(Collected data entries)
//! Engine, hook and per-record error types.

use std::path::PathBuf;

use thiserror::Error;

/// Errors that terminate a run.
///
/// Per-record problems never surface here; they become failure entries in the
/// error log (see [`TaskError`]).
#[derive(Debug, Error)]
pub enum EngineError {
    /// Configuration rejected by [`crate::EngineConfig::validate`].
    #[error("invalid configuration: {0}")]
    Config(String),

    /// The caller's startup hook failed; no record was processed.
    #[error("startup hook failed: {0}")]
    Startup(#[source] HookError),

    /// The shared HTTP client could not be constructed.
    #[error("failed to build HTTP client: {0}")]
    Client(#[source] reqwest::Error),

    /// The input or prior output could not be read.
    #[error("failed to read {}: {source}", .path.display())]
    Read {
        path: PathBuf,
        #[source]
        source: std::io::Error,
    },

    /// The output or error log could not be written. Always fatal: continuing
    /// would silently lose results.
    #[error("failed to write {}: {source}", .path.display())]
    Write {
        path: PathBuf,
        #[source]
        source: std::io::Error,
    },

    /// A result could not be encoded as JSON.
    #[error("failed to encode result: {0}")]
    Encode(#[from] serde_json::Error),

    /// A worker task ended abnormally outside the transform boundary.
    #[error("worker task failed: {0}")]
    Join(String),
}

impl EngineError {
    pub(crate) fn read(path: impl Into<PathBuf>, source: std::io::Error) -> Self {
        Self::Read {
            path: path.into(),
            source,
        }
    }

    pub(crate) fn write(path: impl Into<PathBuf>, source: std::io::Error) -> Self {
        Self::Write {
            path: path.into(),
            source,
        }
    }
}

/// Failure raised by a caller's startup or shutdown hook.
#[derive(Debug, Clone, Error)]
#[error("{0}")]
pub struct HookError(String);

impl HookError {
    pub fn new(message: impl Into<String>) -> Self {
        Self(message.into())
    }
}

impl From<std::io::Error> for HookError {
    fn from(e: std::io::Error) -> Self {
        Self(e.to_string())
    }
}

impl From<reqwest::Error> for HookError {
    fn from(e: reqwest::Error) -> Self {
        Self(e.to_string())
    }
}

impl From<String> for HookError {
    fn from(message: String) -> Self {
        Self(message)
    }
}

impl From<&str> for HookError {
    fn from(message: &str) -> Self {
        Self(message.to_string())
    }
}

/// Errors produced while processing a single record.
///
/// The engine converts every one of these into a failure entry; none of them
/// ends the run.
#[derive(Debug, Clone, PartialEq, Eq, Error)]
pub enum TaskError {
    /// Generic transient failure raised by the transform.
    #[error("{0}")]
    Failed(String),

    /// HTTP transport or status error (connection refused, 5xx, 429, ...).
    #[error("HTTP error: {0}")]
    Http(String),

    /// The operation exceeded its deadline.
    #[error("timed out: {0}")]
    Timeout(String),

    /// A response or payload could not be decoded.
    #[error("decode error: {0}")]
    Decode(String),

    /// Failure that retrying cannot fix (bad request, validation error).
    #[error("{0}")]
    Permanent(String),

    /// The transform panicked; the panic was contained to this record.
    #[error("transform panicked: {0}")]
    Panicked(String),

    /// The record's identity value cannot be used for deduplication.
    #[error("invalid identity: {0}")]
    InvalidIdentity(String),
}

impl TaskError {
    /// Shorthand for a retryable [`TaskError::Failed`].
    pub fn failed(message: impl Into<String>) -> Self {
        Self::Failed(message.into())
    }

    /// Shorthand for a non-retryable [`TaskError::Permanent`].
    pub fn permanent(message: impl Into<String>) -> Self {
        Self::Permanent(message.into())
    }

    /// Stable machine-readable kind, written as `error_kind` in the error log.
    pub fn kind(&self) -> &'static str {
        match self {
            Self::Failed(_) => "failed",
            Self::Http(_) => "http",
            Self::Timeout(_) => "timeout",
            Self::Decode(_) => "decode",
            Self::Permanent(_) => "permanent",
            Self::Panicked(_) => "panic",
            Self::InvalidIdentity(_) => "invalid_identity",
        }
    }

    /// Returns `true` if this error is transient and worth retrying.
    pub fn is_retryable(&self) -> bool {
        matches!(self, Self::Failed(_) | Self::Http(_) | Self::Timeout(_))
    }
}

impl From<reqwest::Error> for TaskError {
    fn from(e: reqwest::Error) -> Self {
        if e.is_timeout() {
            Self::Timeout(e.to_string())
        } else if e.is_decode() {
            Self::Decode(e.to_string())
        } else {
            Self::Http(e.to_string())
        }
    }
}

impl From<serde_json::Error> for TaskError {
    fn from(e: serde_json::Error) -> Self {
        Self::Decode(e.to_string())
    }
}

- [What you should do]: The full set of records above is to be printed again verbatim.

- [Answer section]:
//! Engine, hook and per-record error types.

use std::path::PathBuf;

use thiserror::Error;

/// Errors that terminate a run.
///
/// Per-record problems never surface here; they become failure entries in the
/// error log (see [`TaskError`]).
#[derive(Debug, Error)]
pub enum EngineError {
    /// Configuration rejected by [`crate::EngineConfig::validate`].
    #[error("invalid configuration: {0}")]
    Config(String),

    /// The caller's startup hook failed; no record was processed.
    #[error("startup hook failed: {0}")]
    Startup(#[source] HookError),

    /// The shared HTTP client could not be constructed.
    #[error("failed to build HTTP client: {0}")]
    Client(#[source] reqwest::Error),

    /// The input or prior output could not be read.
    #[error("failed to read {}: {source}", .path.display())]
    Read {
        path: PathBuf,
        #[source]
        source: std::io::Error,
    },

    /// The output or error log could not be written. Always fatal: continuing
    /// would silently lose results.
    #[error("failed to write {}: {source}", .path.display())]
    Write {
        path: PathBuf,
        #[source]
        source: std::io::Error,
    },

    /// A result could not be encoded as JSON.
    #[error("failed to encode result: {0}")]
    Encode(#[from] serde_json::Error),

    /// A worker task ended abnormally outside the transform boundary.
    #[error("worker task failed: {0}")]
    Join(String),
}

impl EngineError {
    pub(crate) fn read(path: impl Into<PathBuf>, source: std::io::Error) -> Self {
        Self::Read {
            path: path.into(),
            source,
        }
    }

    pub(crate) fn write(path: impl Into<PathBuf>, source: std::io::Error) -> Self {
        Self::Write {
            path: path.into(),
            source,
        }
    }
}

/// Failure raised by a caller's startup or shutdown hook.
#[derive(Debug, Clone, Error)]
#[error("{0}")]
pub struct HookError(String);

impl HookError {
    pub fn new(message: impl Into<String>) -> Self {
        Self(message.into())
    }
}

impl From<std::io::Error> for HookError {
    fn from(e: std::io::Error) -> Self {
        Self(e.to_string())
    }
}

impl From<reqwest::Error> for HookError {
    fn from(e: reqwest::Error) -> Self {
        Self(e.to_string())
    }
}

impl From<String> for HookError {
    fn from(message: String) -> Self {
        Self(message)
    }
}

impl From<&str> for HookError {
    fn from(message: &str) -> Self {
        Self(message.to_string())
    }
}

/// Errors produced while processing a single record.
///
/// The engine converts every one of these into a failure entry; none of them
/// ends the run.
#[derive(Debug, Clone, PartialEq, Eq, Error)]
pub enum TaskError {
    /// Generic transient failure raised by the transform.
    #[error("{0}")]
    Failed(String),

    /// HTTP transport or status error (connection refused, 5xx, 429, ...).
    #[error("HTTP error: {0}")]
    Http(String),

    /// The operation exceeded its deadline.
    #[error("timed out: {0}")]
    Timeout(String),

    /// A response or payload could not be decoded.
    #[error("decode error: {0}")]
    Decode(String),

    /// Failure that retrying cannot fix (bad request, validation error).
    #[error("{0}")]
    Permanent(String),

    /// The transform panicked; the panic was contained to this record.
    #[error("transform panicked: {0}")]
    Panicked(String),

    /// The record's identity value cannot be used for deduplication.
    #[error("invalid identity: {0}")]
    InvalidIdentity(String),
}

impl TaskError {
    /// Shorthand for a retryable [`TaskError::Failed`].
    pub fn failed(message: impl Into<String>) -> Self {
        Self::Failed(message.into())
    }

    /// Shorthand for a non-retryable [`TaskError::Permanent`].
    pub fn permanent(message: impl Into<String>) -> Self {
        Self::Permanent(message.into())
    }

    /// Stable machine-readable kind, written as `error_kind` in the error log.
    pub fn kind(&self) -> &'static str {
        match self {
            Self::Failed(_) => "failed",
            Self::Http(_) => "http",
            Self::Timeout(_) => "timeout",
            Self::Decode(_) => "decode",
            Self::Permanent(_) => "permanent",
            Self::Panicked(_) => "panic",
            Self::InvalidIdentity(_) => "invalid_identity",
        }
    }

    /// Returns `true` if this error is transient and worth retrying.
    pub fn is_retryable(&self) -> bool {
        matches!(self, Self::Failed(_) | Self::Http(_) | Self::Timeout(_))
    }
}

impl From<reqwest::Error> for TaskError {
    fn from(e: reqwest::Error) -> Self {
        if e.is_timeout() {
            Self::Timeout(e.to_string())
        } else if e.is_decode() {
            Self::Decode(e.to_string())
        } else {
            Self::Http(e.to_string())
        }
    }
}

impl From<serde_json::Error> for TaskError {
    fn from(e: serde_json::Error) -> Self {
        Self::Decode(e.to_string())
    }
}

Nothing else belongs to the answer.